For one, it’s hard for me to fathom where my ideas originate in the first place, and then there’s the question of where do the words that relate to the ideas come from? And then how do they end up joined together into phrases and sentences?
Take another aspect of the problem: as experience is always richer than the language we have available to craft in order to describe it, what’s the link between good ideas based on that experience in the first place, and getting them out on the page to render a good account? More narrowly, what’s the nexus between thoughts and the words they generate anyway? How are they connected?
Then, there’s the connotations the unique reader take from the words compared to the meaning-making of other readers. That, too, is a more mysterious phenomenon than it appears, but will have to be a story for another day.
I reckon it’ll be useful to have a look at the thoughts-and-ideas-being-somehow-generated-then-transformed-into-text process. Let me take you into my world for a moment, and introduce you to some paragraphs I wrote for this piece in close to real time.
I’m in my early morning café of choice, typing a Proustian stream of consciousness right now. By no means am I capturing everything I’m thinking as I can’t type that fast, but I’m doing my best.
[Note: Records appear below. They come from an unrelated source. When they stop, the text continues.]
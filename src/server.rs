//! HTTP search API.
//!
//! # Endpoints
//!
//! | Method | Path | Description |
//! |--------|------|-------------|
//! | `POST` | `/search` | Rank collections for a query |
//! | `POST` | `/items/search` | Full item search (or parameters only) |
//! | `GET`  | `/health` | Health check (returns version) |
//!
//! # Error Contract
//!
//! ```json
//! { "error": { "code": "bad_request", "message": "query must not be empty" } }
//! ```
//!
//! Error codes: `bad_request` (400), `invalid_catalog` (400), `not_found` (404),
//! `upstream_error` (502), `timeout` (504), `internal` (500).
//!
//! # CORS
//!
//! All origins, methods, and headers are permitted so browser clients can
//! call the API directly.

use axum::{
    extract::State,
    http::StatusCode,
    response::{IntoResponse, Response},
    routing::{get, post},
    Json, Router,
};
use serde::{Deserialize, Serialize};
use std::sync::Arc;
use tower_http::cors::{Any, CorsLayer};
use tracing::{error, info, warn};

use crate::config::Config;
use crate::models::{CollectionCandidate, Query, SearchResult};
use crate::orchestrator::SearchOrchestrator;
use crate::Error;

/// Builds the API router over a shared orchestrator.
pub fn router(orchestrator: Arc<SearchOrchestrator>) -> Router {
    let cors = CorsLayer::new()
        .allow_origin(Any)
        .allow_methods(Any)
        .allow_headers(Any);

    Router::new()
        .route("/search", post(handle_collection_search))
        .route("/items/search", post(handle_item_search))
        .route("/health", get(handle_health))
        .layer(cors)
        .with_state(orchestrator)
}

/// Binds to `[server].bind` and serves until the process is terminated.
pub async fn run_server(config: &Config, orchestrator: Arc<SearchOrchestrator>) -> anyhow::Result<()> {
    let bind_addr = config.server.bind.clone();
    let app = router(orchestrator);

    let listener = tokio::net::TcpListener::bind(&bind_addr).await?;
    info!(bind = %bind_addr, "search API listening");
    axum::serve(listener, app).await?;

    Ok(())
}

// ============ Error response ============

#[derive(Serialize)]
struct ErrorBody {
    error: ErrorDetail,
}

#[derive(Serialize)]
struct ErrorDetail {
    code: String,
    message: String,
}

/// Internal error type that converts into an Axum HTTP response.
struct AppError {
    status: StatusCode,
    code: &'static str,
    message: String,
}

impl IntoResponse for AppError {
    fn into_response(self) -> Response {
        let body = ErrorBody {
            error: ErrorDetail {
                code: self.code.to_string(),
                message: self.message,
            },
        };
        (self.status, Json(body)).into_response()
    }
}

impl From<Error> for AppError {
    fn from(err: Error) -> Self {
        let (status, code) = match &err {
            Error::InvalidInput(_) | Error::UnsupportedFilter(_) => {
                (StatusCode::BAD_REQUEST, "bad_request")
            }
            Error::InvalidCatalog { .. } => (StatusCode::BAD_REQUEST, "invalid_catalog"),
            Error::IndexNotFound(_) => (StatusCode::NOT_FOUND, "not_found"),
            Error::ExternalService { .. } => (StatusCode::BAD_GATEWAY, "upstream_error"),
            Error::Timeout { .. } => (StatusCode::GATEWAY_TIMEOUT, "timeout"),
            Error::Storage(_) | Error::Config(_) => {
                (StatusCode::INTERNAL_SERVER_ERROR, "internal")
            }
        };
        if status.is_server_error() {
            error!(code, error = %err, "request failed");
        } else {
            warn!(code, error = %err, "request rejected");
        }
        AppError {
            status,
            code,
            message: err.to_string(),
        }
    }
}

// ============ GET /health ============

#[derive(Serialize)]
struct HealthResponse {
    status: String,
    version: String,
}

async fn handle_health() -> Json<HealthResponse> {
    Json(HealthResponse {
        status: "ok".to_string(),
        version: env!("CARGO_PKG_VERSION").to_string(),
    })
}

// ============ POST /search ============

#[derive(Deserialize)]
struct CollectionSearchRequest {
    query: String,
    #[serde(default)]
    catalog_url: Option<String>,
}

#[derive(Serialize)]
struct CollectionSearchResponse {
    results: Vec<CollectionCandidate>,
}

async fn handle_collection_search(
    State(orchestrator): State<Arc<SearchOrchestrator>>,
    Json(req): Json<CollectionSearchRequest>,
) -> Result<Json<CollectionSearchResponse>, AppError> {
    let results = orchestrator
        .search_collections(&req.query, req.catalog_url.as_deref())
        .await?;
    Ok(Json(CollectionSearchResponse { results }))
}

// ============ POST /items/search ============

#[derive(Deserialize)]
struct ItemSearchRequest {
    query: String,
    #[serde(default)]
    catalog_url: Option<String>,
    #[serde(default)]
    return_search_params_only: bool,
    #[serde(default)]
    limit: Option<usize>,
}

#[derive(Serialize)]
struct ItemSearchResponse {
    results: SearchResult,
}

async fn handle_item_search(
    State(orchestrator): State<Arc<SearchOrchestrator>>,
    Json(req): Json<ItemSearchRequest>,
) -> Result<Json<ItemSearchResponse>, AppError> {
    let query = Query {
        text: req.query,
        catalog_url: req.catalog_url,
        limit: req.limit,
        return_params_only: req.return_search_params_only,
    };
    let results = orchestrator.search(&query).await?;
    Ok(Json(ItemSearchResponse { results }))
}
I think to myself: I don’t actually know which thoughts I render into words and which miss out; or how my thoughts translate into words and then map to this prose. In any case I often stop and reflect as I am doing this, on things like: is that the right word or even is there a word for that? And I often review what I’ve just written, asking myself: what have I just said? The unseen neurons are firing away inside my head in unknown patterns as this is going on, which is my brain’s way of figuring the answer to these questions, but I rarely consider that it’s thanks to the neurons sparking at the synapses many times each second that I can deliver this contribution.
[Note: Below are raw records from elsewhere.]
//! Embedding providers and vector utilities.
//!
//! An [`EmbeddingProvider`] turns text into fixed-length vectors. Collection
//! summaries are embedded when a catalog is indexed; query phrases are
//! embedded at search time.
//!
//! - **[`OpenAIProvider`]** calls `POST {url}/embeddings` (OpenAI-compatible).
//! - **[`OllamaProvider`]** calls a local Ollama instance's `/api/embed`.
//! - **`LocalProvider`** runs a sentence-transformer in-process via fastembed
//!   (feature `local-embeddings`), defaulting to all-MiniLM-L6-v2.
//!
//! Also provides [`cosine_similarity`], [`vec_to_blob`] and [`blob_to_vec`]
//! for the SQLite vector store.

use async_trait::async_trait;
use serde_json::Value;
use std::time::Duration;

use crate::config::EmbeddingConfig;
use crate::http::{build_client, send_json_with_retry};
use crate::{Error, Result};

/// Text → vector capability.
#[async_trait]
pub trait EmbeddingProvider: Send + Sync {
    /// Returns the model identifier (e.g. `"text-embedding-3-small"`).
    fn model_name(&self) -> &str;
    /// Returns the embedding vector dimensionality.
    fn dims(&self) -> usize;
    /// Embeds a batch of texts, returning one vector per input in order.
    async fn embed(&self, texts: &[String]) -> Result<Vec<Vec<f32>>>;
}

/// Embeds a single query text.
pub async fn embed_query(provider: &dyn EmbeddingProvider, text: &str) -> Result<Vec<f32>> {
    provider
        .embed(&[text.to_string()])
        .await?
        .into_iter()
        .next()
        .ok_or_else(|| Error::external("embedding", "empty embedding response"))
}

// ============ OpenAI Provider ============

/// Embedding provider for the OpenAI embeddings API.
///
/// Reads the API key from `OPENAI_API_KEY`. The base URL may point at any
/// OpenAI-compatible server through `embedding.url`.
pub struct OpenAIProvider {
    model: String,
    dims: usize,
    url: String,
    api_key: String,
    max_retries: u32,
    client: reqwest::Client,
}

impl OpenAIProvider {
    pub fn new(config: &EmbeddingConfig) -> anyhow::Result<Self> {
        let api_key = std::env::var("OPENAI_API_KEY")
            .map_err(|_| anyhow::anyhow!("OPENAI_API_KEY environment variable not set"))?;
        let url = config
            .url
            .clone()
            .unwrap_or_else(|| "https://api.openai.com/v1".to_string());

        Ok(Self {
            model: config.model.clone(),
            dims: config.dims,
            url: url.trim_end_matches('/').to_string(),
            api_key,
            max_retries: config.max_retries,
            client: build_client(Duration::from_secs(config.timeout_secs))?,
        })
    }
}

#[async_trait]
impl EmbeddingProvider for OpenAIProvider {
    fn model_name(&self) -> &str {
        &self.model
    }

    fn dims(&self) -> usize {
        self.dims
    }

    async fn embed(&self, texts: &[String]) -> Result<Vec<Vec<f32>>> {
        let body = serde_json::json!({
            "model": self.model,
            "input": texts,
        });
        let endpoint = format!("{}/embeddings", self.url);

        let json = send_json_with_retry("openai embeddings", self.max_retries, || {
            self.client
                .post(&endpoint)
                .bearer_auth(&self.api_key)
                .json(&body)
        })
        .await?;

        parse_openai_response(&json)
    }
}

/// Extracts `data[].embedding`, ordered by each entry's `index`.
fn parse_openai_response(json: &Value) -> Result<Vec<Vec<f32>>> {
    let data = json
        .get("data")
        .and_then(|d| d.as_array())
        .ok_or_else(|| Error::external("openai embeddings", "missing data array"))?;

    let mut indexed = Vec::with_capacity(data.len());
    for (position, item) in data.iter().enumerate() {
        let embedding = item
            .get("embedding")
            .and_then(|e| e.as_array())
            .ok_or_else(|| Error::external("openai embeddings", "missing embedding"))?;
        let index = item
            .get("index")
            .and_then(|i| i.as_u64())
            .map(|i| i as usize)
            .unwrap_or(position);
        indexed.push((index, to_f32_vec(embedding)));
    }

    indexed.sort_by_key(|(index, _)| *index);
    Ok(indexed.into_iter().map(|(_, v)| v).collect())
}

// ============ Ollama Provider ============

/// Embedding provider for a local Ollama instance (`POST /api/embed`).
pub struct OllamaProvider {
    model: String,
    dims: usize,
    url: String,
    max_retries: u32,
    client: reqwest::Client,
}

impl OllamaProvider {
    pub fn new(config: &EmbeddingConfig) -> anyhow::Result<Self> {
        let url = config
            .url
            .clone()
            .unwrap_or_else(|| "http://localhost:11434".to_string());

        Ok(Self {
            model: config.model.clone(),
            dims: config.dims,
            url: url.trim_end_matches('/').to_string(),
            max_retries: config.max_retries,
            client: build_client(Duration::from_secs(config.timeout_secs))?,
        })
    }
}

#[async_trait]
impl EmbeddingProvider for OllamaProvider {
    fn model_name(&self) -> &str {
        &self.model
    }

    fn dims(&self) -> usize {
        self.dims
    }

    async fn embed(&self, texts: &[String]) -> Result<Vec<Vec<f32>>> {
        let body = serde_json::json!({
            "model": self.model,
            "input": texts,
        });
        let endpoint = format!("{}/api/embed", self.url);

        let json = send_json_with_retry("ollama embeddings", self.max_retries, || {
            self.client.post(&endpoint).json(&body)
        })
        .await?;

        parse_ollama_response(&json)
    }
}

fn parse_ollama_response(json: &Value) -> Result<Vec<Vec<f32>>> {
    let embeddings = json
        .get("embeddings")
        .and_then(|e| e.as_array())
        .ok_or_else(|| Error::external("ollama embeddings", "missing embeddings array"))?;

    embeddings
        .iter()
        .map(|embedding| {
            embedding
                .as_array()
                .map(|values| to_f32_vec(values))
                .ok_or_else(|| Error::external("ollama embeddings", "embedding is not an array"))
        })
        .collect()
}

fn to_f32_vec(values: &[Value]) -> Vec<f32> {
    values
        .iter()
        .map(|v| v.as_f64().unwrap_or(0.0) as f32)
        .collect()
}

// ============ Local Provider (fastembed) ============

/// In-process sentence embeddings. The model is downloaded from Hugging Face
/// on first use and kept loaded for the life of the provider.
#[cfg(feature = "local-embeddings")]
pub struct LocalProvider {
    model_name: String,
    dims: usize,
    batch_size: usize,
    model: std::sync::Arc<std::sync::Mutex<Option<fastembed::TextEmbedding>>>,
}

#[cfg(feature = "local-embeddings")]
impl LocalProvider {
    pub fn new(config: &EmbeddingConfig) -> anyhow::Result<Self> {
        // Validate the model name up front instead of on the first request.
        local_model(&config.model)?;
        Ok(Self {
            model_name: config.model.clone(),
            dims: config.dims,
            batch_size: config.batch_size,
            model: std::sync::Arc::new(std::sync::Mutex::new(None)),
        })
    }
}

#[cfg(feature = "local-embeddings")]
fn local_model(name: &str) -> anyhow::Result<fastembed::EmbeddingModel> {
    match name {
        "all-minilm-l6-v2" | "all-MiniLM-L6-v2" => Ok(fastembed::EmbeddingModel::AllMiniLML6V2),
        "bge-small-en-v1.5" => Ok(fastembed::EmbeddingModel::BGESmallENV15),
        "bge-base-en-v1.5" => Ok(fastembed::EmbeddingModel::BGEBaseENV15),
        "nomic-embed-text-v1.5" => Ok(fastembed::EmbeddingModel::NomicEmbedTextV15),
        other => anyhow::bail!(
            "Unknown local embedding model: '{}'. Supported models: \
             all-minilm-l6-v2, bge-small-en-v1.5, bge-base-en-v1.5, nomic-embed-text-v1.5",
            other
        ),
    }
}

#[cfg(feature = "local-embeddings")]
#[async_trait]
impl EmbeddingProvider for LocalProvider {
    fn model_name(&self) -> &str {
        &self.model_name
    }

    fn dims(&self) -> usize {
        self.dims
    }

    async fn embed(&self, texts: &[String]) -> Result<Vec<Vec<f32>>> {
        let slot = self.model.clone();
        let name = self.model_name.clone();
        let batch_size = self.batch_size;
        let texts = texts.to_vec();

        tokio::task::spawn_blocking(move || {
            let mut guard = slot
                .lock()
                .map_err(|_| Error::external("local embeddings", "model lock poisoned"))?;
            if guard.is_none() {
                let model = local_model(&name).map_err(|e| Error::Config(e.to_string()))?;
                let loaded = fastembed::TextEmbedding::try_new(
                    fastembed::InitOptions::new(model).with_show_download_progress(true),
                )
                .map_err(|e| Error::external("local embeddings", e))?;
                *guard = Some(loaded);
            }
            let model = guard
                .as_mut()
                .ok_or_else(|| Error::external("local embeddings", "model not loaded"))?;
            model
                .embed(texts, Some(batch_size))
                .map_err(|e| Error::external("local embeddings", e))
        })
        .await
        .map_err(|e| Error::external("local embeddings", e))?
    }
}

/// Creates the provider named by `embedding.provider`.
///
/// | Config Value | Provider |
/// |-------------|----------|
/// | `"openai"` | [`OpenAIProvider`] |
/// | `"ollama"` | [`OllamaProvider`] |
/// | `"local"` | `LocalProvider` (requires feature `local-embeddings`) |
pub fn create_provider(
    config: &EmbeddingConfig,
) -> anyhow::Result<std::sync::Arc<dyn EmbeddingProvider>> {
    match config.provider.as_str() {
        "openai" => Ok(std::sync::Arc::new(OpenAIProvider::new(config)?)),
        "ollama" => Ok(std::sync::Arc::new(OllamaProvider::new(config)?)),
        #[cfg(feature = "local-embeddings")]
        "local" => Ok(std::sync::Arc::new(LocalProvider::new(config)?)),
        #[cfg(not(feature = "local-embeddings"))]
        "local" => anyhow::bail!("Local embedding provider requires --features local-embeddings"),
        other => anyhow::bail!("Unknown embedding provider: {}", other),
    }
}

/// Encodes a float vector as little-endian f32 bytes for BLOB storage.
pub fn vec_to_blob(vec: &[f32]) -> Vec<u8> {
    let mut bytes = Vec::with_capacity(vec.len() * 4);
    for &v in vec {
        bytes.extend_from_slice(&v.to_le_bytes());
    }
    bytes
}

/// Decodes a BLOB written by [`vec_to_blob`].
pub fn blob_to_vec(blob: &[u8]) -> Vec<f32> {
    blob.chunks_exact(4)
        .map(|chunk| f32::from_le_bytes([chunk[0], chunk[1], chunk[2], chunk[3]]))
        .collect()
}

/// Cosine similarity in `[-1.0, 1.0]`; `0.0` for empty or mismatched vectors.
///
/// ```text
///            a · b
/// cos(θ) = ─────────
///          ‖a‖ × ‖b‖
/// ```
pub fn cosine_similarity(a: &[f32], b: &[f32]) -> f32 {
    if a.len() != b.len() || a.is_empty() {
        return 0.0;
    }

    let mut dot = 0.0f32;
    let mut norm_a = 0.0f32;
    let mut norm_b = 0.0f32;

    for (x, y) in a.iter().zip(b.iter()) {
        dot += x * y;
        norm_a += x * x;
        norm_b += y * y;
    }

    let denom = norm_a.sqrt() * norm_b.sqrt();
    if denom < f32::EPSILON {
        return 0.0;
    }

    dot / denom
}
//! Shared HTTP plumbing for the upstream services.
//!
//! All JSON calls to LLM and embedding providers go through
//! [`send_json_with_retry`]:
//!
//! - HTTP 429 (rate limited) and 5xx (server error) → retry
//! - HTTP 4xx (client error, not 429) → fail immediately
//! - Network errors → retry
//! - Backoff: 1s, 2s, 4s, 8s, 16s, 32s (capped at 2^5)

use serde_json::Value;
use std::time::Duration;
use tracing::warn;

use crate::{Error, Result};

const USER_AGENT: &str = concat!("stac-search/", env!("CARGO_PKG_VERSION"));

/// Retries for catalog and geocoding requests.
pub const UPSTREAM_RETRIES: u32 = 2;

/// Builds a client with the crate's user agent and a whole-request timeout.
pub fn build_client(timeout: Duration) -> anyhow::Result<reqwest::Client> {
    let client = reqwest::Client::builder()
        .user_agent(USER_AGENT)
        .connect_timeout(Duration::from_secs(10).min(timeout))
        .timeout(timeout)
        .build()?;
    Ok(client)
}

/// Delay before retry number `attempt` (1-based).
pub fn backoff_delay(attempt: u32) -> Duration {
    Duration::from_secs(1 << attempt.saturating_sub(1).min(5))
}

/// Sends the request produced by `build`, retrying transient failures, and
/// returns the decoded JSON body.
pub async fn send_json_with_retry<F>(service: &str, max_retries: u32, build: F) -> Result<Value>
where
    F: Fn() -> reqwest::RequestBuilder,
{
    let mut last_err = None;

    for attempt in 0..=max_retries {
        if attempt > 0 {
            tokio::time::sleep(backoff_delay(attempt)).await;
        }

        match build().send().await {
            Ok(response) => {
                let status = response.status();

                if status.is_success() {
                    return response
                        .json::<Value>()
                        .await
                        .map_err(|e| Error::external(service, format!("invalid JSON body: {}", e)));
                }

                let body_text = response.text().await.unwrap_or_default();
                let err = Error::external(service, format!("HTTP {}: {}", status, body_text));

                if status.as_u16() == 429 || status.is_server_error() {
                    warn!(service, attempt, %status, "transient upstream error, retrying");
                    last_err = Some(err);
                    continue;
                }
                return Err(err);
            }
            Err(e) if e.is_timeout() => {
                warn!(service, attempt, "upstream request timed out");
                last_err = Some(Error::external(service, format!("request timed out: {}", e)));
            }
            Err(e) => {
                warn!(service, attempt, error = %e, "upstream connection error");
                last_err = Some(Error::external(service, e));
            }
        }
    }

    Err(last_err.unwrap_or_else(|| Error::external(service, "failed after retries")))
}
(Reflecting on this, I admit that I honestly don’t know where the ideas that eventually become the words come from in the first place. And I’m not at all sure anyone else does, either—even though neuroscientists, psycholinguists, linguists, and professors of English, might try and explain the mechanisms. That metaphorical light bulb flashes, or thoughts just appear, somehow—despite it feeling as if I consciously produce them. Brains storm all the time—at the most unlikely times; and not just mine, of course. As Agatha Christie (1890-1976) once said, “The best time to plan a book is while you’re doing the dishes.” For me, I just allocate some writing time in the office or café, open up my device, and start what I’ve come to call thinkwriting. When I am in this mode, I am a kind of self-perpetuating, ideas-generating machine.)
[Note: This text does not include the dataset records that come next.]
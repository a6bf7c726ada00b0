//! Collection resolution.
//!
//! Narrows a catalog down to the collections a query is about, in two
//! stages:
//!
//! ```text
//! query ──frame──▶ {query, is_specific}
//!                      │ specific
//!                      ▼
//!        embed ──▶ index query (2 × top_k) ──▶ LLM re-rank ──▶ candidates
//! ```
//!
//! General queries ("imagery of Paris") resolve to `None` and the
//! orchestrator falls back to default collections. Framing, re-ranking and
//! query embeddings are all cached.

use serde::{Deserialize, Serialize};
use std::collections::HashSet;
use std::sync::Arc;
use std::time::{Duration, Instant};
use tracing::{debug, info};

use crate::cache::CacheSet;
use crate::catalog_index::CatalogIndex;
use crate::embedding::{embed_query, EmbeddingProvider};
use crate::extractor::with_timeout;
use crate::llm::{extract, LlmClient};
use crate::models::CollectionCandidate;
use crate::prompts;
use crate::store::IndexHit;
use crate::Result;

/// A query rewritten for collection-level matching.
#[derive(Debug, Clone, PartialEq, Serialize, Deserialize)]
pub struct FramedQuery {
    pub query: String,
    #[serde(default)]
    pub is_specific: bool,
}

#[derive(Debug, Clone, Serialize, Deserialize)]
struct RankedCollections {
    #[serde(default)]
    results: Vec<CollectionCandidate>,
}

pub struct CollectionResolver {
    llm: Arc<dyn LlmClient>,
    index: Arc<CatalogIndex>,
    embedder: Arc<dyn EmbeddingProvider>,
    caches: Arc<CacheSet>,
    top_k: usize,
    /// Deadline for each LLM and embedding call.
    timeout: Duration,
}

impl CollectionResolver {
    pub fn new(
        llm: Arc<dyn LlmClient>,
        index: Arc<CatalogIndex>,
        embedder: Arc<dyn EmbeddingProvider>,
        caches: Arc<CacheSet>,
        top_k: usize,
        timeout: Duration,
    ) -> Self {
        Self {
            llm,
            index,
            embedder,
            caches,
            top_k: top_k.max(1),
            timeout,
        }
    }

    pub fn index(&self) -> &Arc<CatalogIndex> {
        &self.index
    }

    /// Candidate collections for `query`, or `None` when the query does not
    /// point at particular kinds of data.
    pub async fn resolve_collections(
        &self,
        query: &str,
        catalog_url: &str,
    ) -> Result<Option<Vec<CollectionCandidate>>> {
        self.caches
            .extraction
            .cached_call(
                "resolve_collections",
                &(query, catalog_url, self.top_k),
                || async {
                    let framed = self.frame(query).await?;
                    info!(framed = %framed.query, is_specific = framed.is_specific, "framed collection query");
                    if !framed.is_specific {
                        return Ok(None);
                    }
                    let candidates = self
                        .search_collections(&framed.query, catalog_url, self.top_k)
                        .await?;
                    Ok(Some(candidates))
                },
            )
            .await
    }

    /// Rewrites `query` into collection-level phrasing and classifies it.
    pub async fn frame(&self, query: &str) -> Result<FramedQuery> {
        self.caches
            .extraction
            .cached_call("frame_collection_query", query, || {
                with_timeout(
                    "query framing",
                    self.timeout,
                    extract::<FramedQuery>(self.llm.as_ref(), prompts::FRAMING, query),
                )
            })
            .await
    }

    /// Semantic search plus re-ranking over a catalog's collections, without
    /// framing. The catalog is indexed first if needed.
    pub async fn search_collections(
        &self,
        query: &str,
        catalog_url: &str,
        top_k: usize,
    ) -> Result<Vec<CollectionCandidate>> {
        let started = Instant::now();
        let handle = self.index.require_index(catalog_url).await?;

        let query_vec = self.embed(query).await?;
        let hits = handle.query(&query_vec, top_k.max(1) * 2).await?;
        debug!(
            namespace = handle.namespace(),
            hits = hits.len(),
            "vector search complete"
        );
        if hits.is_empty() {
            return Ok(Vec::new());
        }

        let mut ranked = self.rerank(query, &hits).await?;
        ranked.truncate(top_k.max(1));

        info!(
            candidates = ranked.len(),
            elapsed_ms = started.elapsed().as_millis() as u64,
            "collection search complete"
        );
        Ok(ranked)
    }

    async fn embed(&self, text: &str) -> Result<Vec<f32>> {
        let model = self.embedder.model_name().to_string();
        self.caches
            .embedding
            .cached_call("embed_query", &(model, text), || {
                with_timeout(
                    "query embedding",
                    self.timeout,
                    embed_query(self.embedder.as_ref(), text),
                )
            })
            .await
    }

    async fn rerank(&self, query: &str, hits: &[IndexHit]) -> Result<Vec<CollectionCandidate>> {
        let ids: Vec<&str> = hits.iter().map(|h| h.collection_id.as_str()).collect();
        let ranked = self
            .caches
            .extraction
            .cached_call("rerank_collections", &(query, ids), || async {
                let user = prompts::rerank_user(query, hits);
                with_timeout(
                    "collection re-ranking",
                    self.timeout,
                    extract::<RankedCollections>(self.llm.as_ref(), prompts::RERANK, &user),
                )
                .await
            })
            .await?;
        Ok(keep_known(ranked.results, hits))
    }
}

/// Drops ids that were not among the candidates and repeated ids, keeping order.
fn keep_known(ranked: Vec<CollectionCandidate>, hits: &[IndexHit]) -> Vec<CollectionCandidate> {
    let known: HashSet<&str> = hits.iter().map(|h| h.collection_id.as_str()).collect();
    let mut seen = HashSet::new();
    ranked
        .into_iter()
        .filter(|c| {
            let keep = known.contains(c.collection_id.as_str()) && seen.insert(c.collection_id.clone());
            if !keep {
                debug!(collection = %c.collection_id, "dropping re-ranked collection");
            }
            keep
        })
        .collect()
}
Back to the café. Oh oh. I suddenly realize I am no longer typing directly into my laptop, but writing notes on a coffee-stained serviette for later transcription. I barely skipped a beat to make this transition. This was in recognition that I can write with a pen faster than I can type, at least in the short term, which I call endearingly, my penning-thoughts-furiously-into-words mode. And interestingly, typed words are always rendered in a different style than penned words; typed words are (and look like they are) much more precise—somewhat authoritative. So I get different versions of text depending on the physical medium used to generate it. I always like the words that come from scribbled out serviettes or jottings on odd scraps of paper best of all. They seem fresher, more authentic. That’s rather peculiar, don’t you think?
Mild rising panic now kicks in; maybe I will not capture everything I’m thinking. It subsides slowly. I’ll get what I need, I say to myself. Always have, always do. My self-belief is that I’m a competent agent, in charge of my own emotions and activities—and in control of my writing pace and quality. That’s not true, I argue to myself. You really are defensive sometimes, I think back, critiquing myself. I think: just who am I arguing with, inside my head? Shouldn’t I be wordsmithing?
Then I reflect: am I crazy, arguing with myself, and writing about it, for people to read? My academic colleagues, many of whom are more private than me, would caution me on this, I imagine. It occurs to me that if I am a touch crazy, hopefully readers will think “okay, maybe that is crazy, but in a sane sort of way”? (That last sentence should be read with a rising diphthong at the end, as a question.)
Straight away, for some reason, I’m back to typing my ideas on my laptop. And leaving the me-fighting-with-me behind. But hang on I say again—to myself—what does it even mean that I am debating with myself. I’m the same person, aren’t I? So how can I have a dialogue with me when “we” are one and the same? Talk about imponderables.
So how did I write all that stream of consciousness? How do I write academic papers or a book, or anything, I muse?
Daybreak (even pre-daybreak) is when my brain works best, so it’s a time I really like to write. Because of the levels of concentration involved when I get into the zone, my attention on other things is crowded out. All else that I could be focused on, and there is an enormous range of possibilities, is in the background as I attend to the specifics of thinking and writing, whatever the topic is that I am thinking and writing about in that moment. So the things I compose could be different if I did it half an hour later and the weather changed, or my mood altered, or I just raised my head and shifted my gaze over to someone attractive in the corner, or if I looked out of the café’s window on to the world passing by at that particular moment. The prose would change, as would the tenor and content of my writing. I feel that, I know that, deep-down.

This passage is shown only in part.